## Requirement
A single number is the answer: how many lines of the entries contain the word "before"?

---------- Provided records ----------

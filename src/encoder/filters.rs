use super::speed::decompose;
use crate::options::OptionSet;
use tracing::debug;

/// Output extensions ffmpeg writes as still/animated images without audio
const IMAGE_FORMATS: [&str; 9] = [
    "gif", "apng", "png", "jpg", "jpeg", "bmp", "tif", "tiff", "webp",
];

/// One ffmpeg flag with its payload
#[derive(Debug, Clone, PartialEq)]
pub enum FlagGroup {
    /// Flag that never takes a value, e.g. `-an`
    Switch(&'static str),
    /// Flag whose values are joined with commas, e.g. a filter chain
    Valued {
        name: &'static str,
        values: Vec<String>,
    },
}

impl FlagGroup {
    fn valued(name: &'static str) -> Self {
        Self::Valued {
            name,
            values: Vec::new(),
        }
    }

    fn single(name: &'static str, value: &str) -> Self {
        Self::Valued {
            name,
            values: vec![value.to_string()],
        }
    }

    fn push(&mut self, value: String) {
        if let Self::Valued { values, .. } = self {
            values.push(value);
        }
    }

    fn is_empty(&self) -> bool {
        matches!(self, Self::Valued { values, .. } if values.is_empty())
    }

    /// Render as raw command line arguments
    pub fn to_args(&self) -> Vec<String> {
        match self {
            Self::Switch(name) => vec![name.to_string()],
            Self::Valued { name, values } => vec![name.to_string(), values.join(",")],
        }
    }
}

/// Flag groups for one job, in the order they go on the command line
#[derive(Debug, Clone, Default, PartialEq)]
pub struct ComposedFilters {
    pub common: Vec<FlagGroup>,
    pub video: Vec<FlagGroup>,
    pub audio: Vec<FlagGroup>,
}

impl ComposedFilters {
    pub fn to_args(&self) -> Vec<String> {
        self.common
            .iter()
            .chain(&self.video)
            .chain(&self.audio)
            .flat_map(FlagGroup::to_args)
            .collect()
    }
}

/// Map the option set onto flag groups. `image_output` drops every audio flag.
pub fn compose(options: &OptionSet, image_output: bool) -> ComposedFilters {
    ComposedFilters {
        common: common_flags(options),
        video: video_flags(options),
        audio: if image_output {
            Vec::new()
        } else {
            audio_flags(options)
        },
    }
}

/// Whether the extension names an image format
pub fn is_image_format(extension: &str) -> bool {
    IMAGE_FORMATS.contains(&extension.to_lowercase().as_str())
}

fn common_flags(options: &OptionSet) -> Vec<FlagGroup> {
    let Some(trim) = options.trim.as_deref() else {
        return Vec::new();
    };

    let parts: Vec<&str> = trim.split(',').collect();
    let [start, end] = parts.as_slice() else {
        debug!("Ignoring malformed trim range {:?}", trim);
        return Vec::new();
    };

    let mut flags = Vec::new();
    if !start.is_empty() {
        flags.push(FlagGroup::single("-ss", start));
    }
    if !end.is_empty() {
        flags.push(FlagGroup::single("-to", end));
    }
    flags
}

fn video_flags(options: &OptionSet) -> Vec<FlagGroup> {
    let mut vf = FlagGroup::valued("-vf");
    if let Some(crop) = &options.crop {
        vf.push(format!("crop={}", crop));
    }
    if let Some(fps) = &options.fps {
        vf.push(format!("fps=fps={}", fps));
    }
    if let Some(rotate) = &options.rotate {
        vf.push(format!("transpose={}", rotate));
    }
    if options.reverse {
        vf.push("reverse".to_string());
    }
    if let Some(scale) = &options.scale {
        vf.push(format!("scale={}", scale));
    }
    if let Some(speed) = options.speed_change() {
        // setpts has no range limit, the whole decomposition collapses into one factor
        let factor: f64 = decompose(speed).iter().product();
        vf.push(format!("setpts={:.6}*PTS", 1.0 / factor));
    }

    if vf.is_empty() { Vec::new() } else { vec![vf] }
}

fn audio_flags(options: &OptionSet) -> Vec<FlagGroup> {
    if options.no_audio {
        return vec![FlagGroup::Switch("-an")];
    }

    let mut af = FlagGroup::valued("-af");
    if options.reverse {
        af.push("areverse".to_string());
    }
    if let Some(speed) = options.speed_change() {
        for tempo in decompose(speed) {
            af.push(format!("atempo={:.6}", tempo));
        }
    }
    if let Some(volume) = &options.volume {
        af.push(format!("volume={}", volume));
    }

    if af.is_empty() { Vec::new() } else { vec![af] }
}

#[cfg(test)]
mod tests {
    use super::*;

    fn trim(range: &str) -> Vec<String> {
        let opts = OptionSet {
            trim: Some(range.to_string()),
            ..Default::default()
        };
        compose(&opts, false).to_args()
    }

    #[test]
    fn trim_both_sides() {
        assert_eq!(trim("10,20"), vec!["-ss", "10", "-to", "20"]);
    }

    #[test]
    fn trim_single_side() {
        assert_eq!(trim("10,"), vec!["-ss", "10"]);
        assert_eq!(trim(",20"), vec!["-to", "20"]);
    }

    #[test]
    fn malformed_trim_is_ignored() {
        assert!(trim("bad").is_empty());
        assert!(trim("a,b,c").is_empty());
        assert!(trim(",").is_empty());
    }

    #[test]
    fn video_chain_order() {
        let opts = OptionSet {
            crop: Some("100:100".to_string()),
            fps: Some("24".to_string()),
            rotate: Some("1".to_string()),
            reverse: true,
            scale: Some("640:-1".to_string()),
            speed: Some(2.0),
            ..Default::default()
        };
        let composed = compose(&opts, false);
        assert_eq!(
            composed.video,
            vec![FlagGroup::Valued {
                name: "-vf",
                values: vec![
                    "crop=100:100".to_string(),
                    "fps=fps=24".to_string(),
                    "transpose=1".to_string(),
                    "reverse".to_string(),
                    "scale=640:-1".to_string(),
                    "setpts=0.500000*PTS".to_string(),
                ],
            }]
        );
    }

    #[test]
    fn empty_options_emit_nothing() {
        let composed = compose(&OptionSet::default(), false);
        assert_eq!(composed, ComposedFilters::default());
        assert!(composed.to_args().is_empty());
    }

    #[test]
    fn unit_speed_emits_nothing() {
        let opts = OptionSet {
            speed: Some(1.0),
            ..Default::default()
        };
        assert!(compose(&opts, false).to_args().is_empty());
    }

    #[test]
    fn audio_chain_decomposes_speed() {
        let opts = OptionSet {
            reverse: true,
            speed: Some(5.0),
            volume: Some("0.5".to_string()),
            ..Default::default()
        };
        assert_eq!(
            FlagGroup::to_args(&compose(&opts, false).audio[0]),
            vec![
                "-af",
                "areverse,atempo=2.000000,atempo=2.000000,atempo=1.250000,volume=0.5"
            ]
        );
    }

    #[test]
    fn no_audio_overrides_other_audio_options() {
        let opts = OptionSet {
            no_audio: true,
            reverse: true,
            speed: Some(3.0),
            volume: Some("2".to_string()),
            ..Default::default()
        };
        assert_eq!(compose(&opts, false).audio, vec![FlagGroup::Switch("-an")]);
    }

    #[test]
    fn image_output_drops_audio() {
        let opts = OptionSet {
            no_audio: true,
            volume: Some("2".to_string()),
            scale: Some("320:-1".to_string()),
            ..Default::default()
        };
        let composed = compose(&opts, true);
        assert!(composed.audio.is_empty());
        assert_eq!(composed.video.len(), 1);
    }

    #[test]
    fn image_formats() {
        assert!(is_image_format("gif"));
        assert!(is_image_format("PNG"));
        assert!(!is_image_format("mp4"));
    }
}
use crate::error::AppError;
use crate::queue::Job;
use std::future::Future;
use std::path::PathBuf;
use std::process::Stdio;
use tokio::process::Command;
use tokio_util::sync::CancellationToken;
use tracing::{debug, info};

/// Runs one assembled job. Implementations must stop promptly once `cancel` fires.
pub trait Invoker: Send + Sync + 'static {
    fn invoke(
        &self,
        job: &Job,
        cancel: &CancellationToken,
    ) -> impl Future<Output = Result<(), AppError>> + Send;
}

/// Invokes the ffmpeg binary as a subprocess
#[derive(Debug, Clone)]
pub struct FfmpegInvoker {
    pub program: PathBuf,
    /// Discard ffmpeg's own output
    pub quiet: bool,
    /// Print the full command line before running it
    pub show_command: bool,
}

impl FfmpegInvoker {
    pub fn new(program: impl Into<PathBuf>) -> Self {
        Self {
            program: program.into(),
            quiet: false,
            show_command: false,
        }
    }

    /// The command line as a user would type it
    pub fn command_line(&self, job: &Job) -> String {
        let mut line = self.program.to_string_lossy().to_string();
        for arg in &job.args {
            line.push(' ');
            line.push_str(arg);
        }
        line
    }
}

impl Invoker for FfmpegInvoker {
    async fn invoke(&self, job: &Job, cancel: &CancellationToken) -> Result<(), AppError> {
        if self.show_command {
            println!("{}", self.command_line(job));
        }

        let mut cmd = Command::new(&self.program);
        cmd.args(&job.args).stdin(Stdio::null()).kill_on_drop(true);
        if self.quiet {
            cmd.stdout(Stdio::null()).stderr(Stdio::null());
        }

        // Never remove a file that was there before ffmpeg ran
        let preexisting = job.output.exists();
        let mut child = cmd.spawn().map_err(|e| AppError::Spawn(e.to_string()))?;
        debug!("Started ffmpeg for {}", job.input.display());

        let exited = tokio::select! {
            status = child.wait() => Some(status),
            _ = cancel.cancelled() => None,
        };

        let Some(status) = exited else {
            kill_child(&mut child).await;
            if !preexisting && job.output != job.input {
                cleanup_partial_file(&job.output);
            }
            info!("Cancelled conversion of {}", job.input.display());
            return Err(AppError::Cancelled);
        };

        let status =
            status.map_err(|e| AppError::Tool(format!("failed to wait for ffmpeg: {}", e)))?;
        if !status.success() {
            return Err(AppError::Tool(status.to_string()));
        }
        Ok(())
    }
}

async fn kill_child(child: &mut tokio::process::Child) {
    let _ = child.kill().await;
}

fn cleanup_partial_file(path: &std::path::Path) {
    let _ = std::fs::remove_file(path);
}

----------

## Completed exercise
2